[Exercise brief] Within the listing below, please show every line carrying the string "error".

(Beginning of Exercise materials)

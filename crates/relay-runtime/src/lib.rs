//! Task Orchestrator and Resume Handler (C12, C13; spec §4.9, §4.10).
//!
//! The state machine that drives one turn of a conversation: build a kernel
//! (C9), invoke the model, gate proposed tool calls through the HITL gate
//! (C10), execute approved calls against local plugins or MCP servers (C6),
//! and persist the task (C3) at every pause and completion point.

pub mod error;
pub mod orchestrator;
pub mod resume;
pub mod tool_exec;

pub use error::{RuntimeError, RuntimeResult};
pub use orchestrator::{Orchestrator, TurnRequest};
pub use resume::{ResumeAction, ResumeRequest};
pub use tool_exec::{CodeToolExecutor, UnconfiguredCodeToolExecutor};
pub use tokio_util::sync::CancellationToken;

(End of Exercise materials)

[Output of the task]
pub mod error;
pub use error::{RuntimeError, RuntimeResult};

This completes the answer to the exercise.